:: Data for analysis
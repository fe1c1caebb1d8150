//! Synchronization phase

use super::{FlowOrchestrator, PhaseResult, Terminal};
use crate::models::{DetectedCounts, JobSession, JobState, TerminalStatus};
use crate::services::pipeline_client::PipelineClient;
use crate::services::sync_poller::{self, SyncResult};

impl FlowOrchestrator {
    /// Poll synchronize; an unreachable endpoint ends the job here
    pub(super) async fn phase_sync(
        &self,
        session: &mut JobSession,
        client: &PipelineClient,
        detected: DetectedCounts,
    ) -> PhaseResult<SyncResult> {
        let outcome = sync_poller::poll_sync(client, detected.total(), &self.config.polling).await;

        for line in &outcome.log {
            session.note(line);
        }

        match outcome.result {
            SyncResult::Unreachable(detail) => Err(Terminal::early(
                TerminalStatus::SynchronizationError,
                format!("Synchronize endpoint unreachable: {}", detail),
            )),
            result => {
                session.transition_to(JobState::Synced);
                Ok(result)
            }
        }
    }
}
::::
:: Data for analysis
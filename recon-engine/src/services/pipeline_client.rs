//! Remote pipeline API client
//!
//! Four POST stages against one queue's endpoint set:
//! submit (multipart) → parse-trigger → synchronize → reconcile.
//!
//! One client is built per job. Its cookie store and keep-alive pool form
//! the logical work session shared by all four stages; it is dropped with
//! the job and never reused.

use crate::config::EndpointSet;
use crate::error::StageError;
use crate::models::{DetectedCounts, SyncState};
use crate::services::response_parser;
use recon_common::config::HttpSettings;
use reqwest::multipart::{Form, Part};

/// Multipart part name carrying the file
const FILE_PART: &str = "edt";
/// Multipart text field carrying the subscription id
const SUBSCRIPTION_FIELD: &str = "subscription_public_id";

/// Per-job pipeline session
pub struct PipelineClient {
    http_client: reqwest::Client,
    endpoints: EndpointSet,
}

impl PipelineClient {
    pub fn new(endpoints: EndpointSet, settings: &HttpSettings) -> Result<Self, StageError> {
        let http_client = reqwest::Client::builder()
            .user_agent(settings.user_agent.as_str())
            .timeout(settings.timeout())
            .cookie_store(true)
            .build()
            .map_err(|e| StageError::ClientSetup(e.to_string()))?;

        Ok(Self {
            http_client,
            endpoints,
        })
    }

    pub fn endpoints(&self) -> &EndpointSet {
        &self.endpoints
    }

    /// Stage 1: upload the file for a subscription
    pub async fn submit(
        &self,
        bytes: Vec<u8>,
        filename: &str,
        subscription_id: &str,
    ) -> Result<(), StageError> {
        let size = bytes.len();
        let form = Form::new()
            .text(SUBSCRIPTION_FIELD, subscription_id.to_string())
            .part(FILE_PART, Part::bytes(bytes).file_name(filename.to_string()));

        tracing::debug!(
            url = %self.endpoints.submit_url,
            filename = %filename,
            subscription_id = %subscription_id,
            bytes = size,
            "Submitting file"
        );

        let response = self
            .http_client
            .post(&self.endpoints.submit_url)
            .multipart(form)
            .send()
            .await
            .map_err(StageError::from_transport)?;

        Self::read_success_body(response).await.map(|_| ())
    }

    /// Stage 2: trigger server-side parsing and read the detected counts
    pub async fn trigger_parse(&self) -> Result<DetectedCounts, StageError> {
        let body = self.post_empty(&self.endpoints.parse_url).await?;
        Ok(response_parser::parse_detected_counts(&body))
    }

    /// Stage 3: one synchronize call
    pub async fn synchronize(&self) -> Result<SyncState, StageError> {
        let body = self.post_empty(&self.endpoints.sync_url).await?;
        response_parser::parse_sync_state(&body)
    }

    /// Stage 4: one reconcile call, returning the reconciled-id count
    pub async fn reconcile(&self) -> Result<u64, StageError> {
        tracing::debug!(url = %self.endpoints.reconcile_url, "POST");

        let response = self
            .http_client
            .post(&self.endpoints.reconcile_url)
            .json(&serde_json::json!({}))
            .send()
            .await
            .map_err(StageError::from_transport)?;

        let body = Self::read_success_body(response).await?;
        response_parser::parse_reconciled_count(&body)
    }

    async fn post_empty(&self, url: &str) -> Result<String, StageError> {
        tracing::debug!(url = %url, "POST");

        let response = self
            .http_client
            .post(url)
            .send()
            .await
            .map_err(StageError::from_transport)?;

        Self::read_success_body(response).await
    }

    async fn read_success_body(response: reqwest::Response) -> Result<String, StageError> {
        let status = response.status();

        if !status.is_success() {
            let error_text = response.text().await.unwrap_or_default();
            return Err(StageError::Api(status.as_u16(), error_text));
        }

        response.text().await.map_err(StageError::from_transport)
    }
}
::::
:: Data for analysis
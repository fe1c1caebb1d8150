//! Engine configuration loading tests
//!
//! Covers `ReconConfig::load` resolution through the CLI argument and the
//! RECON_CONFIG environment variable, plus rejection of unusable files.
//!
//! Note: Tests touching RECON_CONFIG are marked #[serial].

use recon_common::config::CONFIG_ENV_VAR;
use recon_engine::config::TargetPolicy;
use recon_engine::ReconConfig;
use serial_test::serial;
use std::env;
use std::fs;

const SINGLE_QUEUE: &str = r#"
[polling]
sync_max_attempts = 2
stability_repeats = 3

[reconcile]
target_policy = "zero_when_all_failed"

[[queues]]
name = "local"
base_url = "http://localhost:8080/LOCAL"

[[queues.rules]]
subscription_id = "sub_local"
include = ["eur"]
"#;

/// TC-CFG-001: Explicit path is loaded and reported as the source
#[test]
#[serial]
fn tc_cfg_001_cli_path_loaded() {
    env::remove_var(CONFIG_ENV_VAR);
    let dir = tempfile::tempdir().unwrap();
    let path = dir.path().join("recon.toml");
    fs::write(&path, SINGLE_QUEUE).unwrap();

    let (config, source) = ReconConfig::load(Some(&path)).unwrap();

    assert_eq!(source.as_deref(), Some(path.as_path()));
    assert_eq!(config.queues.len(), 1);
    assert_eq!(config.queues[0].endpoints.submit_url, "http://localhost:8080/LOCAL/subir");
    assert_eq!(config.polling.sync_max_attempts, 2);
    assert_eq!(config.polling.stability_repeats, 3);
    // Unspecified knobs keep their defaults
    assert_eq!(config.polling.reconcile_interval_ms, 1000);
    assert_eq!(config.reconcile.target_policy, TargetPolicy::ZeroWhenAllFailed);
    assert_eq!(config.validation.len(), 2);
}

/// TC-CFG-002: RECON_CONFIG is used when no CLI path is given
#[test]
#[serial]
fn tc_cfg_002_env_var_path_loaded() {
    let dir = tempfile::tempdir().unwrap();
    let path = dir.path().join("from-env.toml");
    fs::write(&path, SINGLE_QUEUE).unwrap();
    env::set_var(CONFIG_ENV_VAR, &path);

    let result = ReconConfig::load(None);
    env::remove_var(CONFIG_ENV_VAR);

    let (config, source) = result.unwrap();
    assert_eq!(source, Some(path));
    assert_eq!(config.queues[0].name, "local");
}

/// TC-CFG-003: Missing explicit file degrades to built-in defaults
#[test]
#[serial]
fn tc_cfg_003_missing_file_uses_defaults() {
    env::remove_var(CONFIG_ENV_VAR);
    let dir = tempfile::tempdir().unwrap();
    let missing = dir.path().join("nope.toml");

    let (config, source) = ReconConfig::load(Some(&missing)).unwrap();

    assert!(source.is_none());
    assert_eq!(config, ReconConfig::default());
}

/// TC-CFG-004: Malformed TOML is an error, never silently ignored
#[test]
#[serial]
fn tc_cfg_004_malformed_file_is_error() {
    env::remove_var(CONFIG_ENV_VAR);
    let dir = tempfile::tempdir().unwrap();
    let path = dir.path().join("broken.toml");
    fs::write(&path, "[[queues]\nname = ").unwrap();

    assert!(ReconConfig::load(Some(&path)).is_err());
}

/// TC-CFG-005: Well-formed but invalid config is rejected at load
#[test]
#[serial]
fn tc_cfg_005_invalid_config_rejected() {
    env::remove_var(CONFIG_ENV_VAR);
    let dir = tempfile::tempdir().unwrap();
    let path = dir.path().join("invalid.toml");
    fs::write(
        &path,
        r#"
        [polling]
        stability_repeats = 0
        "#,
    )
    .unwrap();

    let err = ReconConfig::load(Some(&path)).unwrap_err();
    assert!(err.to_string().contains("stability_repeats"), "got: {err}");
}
::::
Task instructions:
Each line in the data where the string "async" occurs should be identified and copied.

Response to this task:
    pub(super) async fn phase_sync(
    pub async fn submit(
    pub async fn trigger_parse(&self) -> Result<DetectedCounts, StageError> {
    pub async fn synchronize(&self) -> Result<SyncState, StageError> {
    pub async fn reconcile(&self) -> Result<u64, StageError> {
    async fn post_empty(&self, url: &str) -> Result<String, StageError> {
    async fn read_success_body(response: reqwest::Response) -> Result<String, StageError> {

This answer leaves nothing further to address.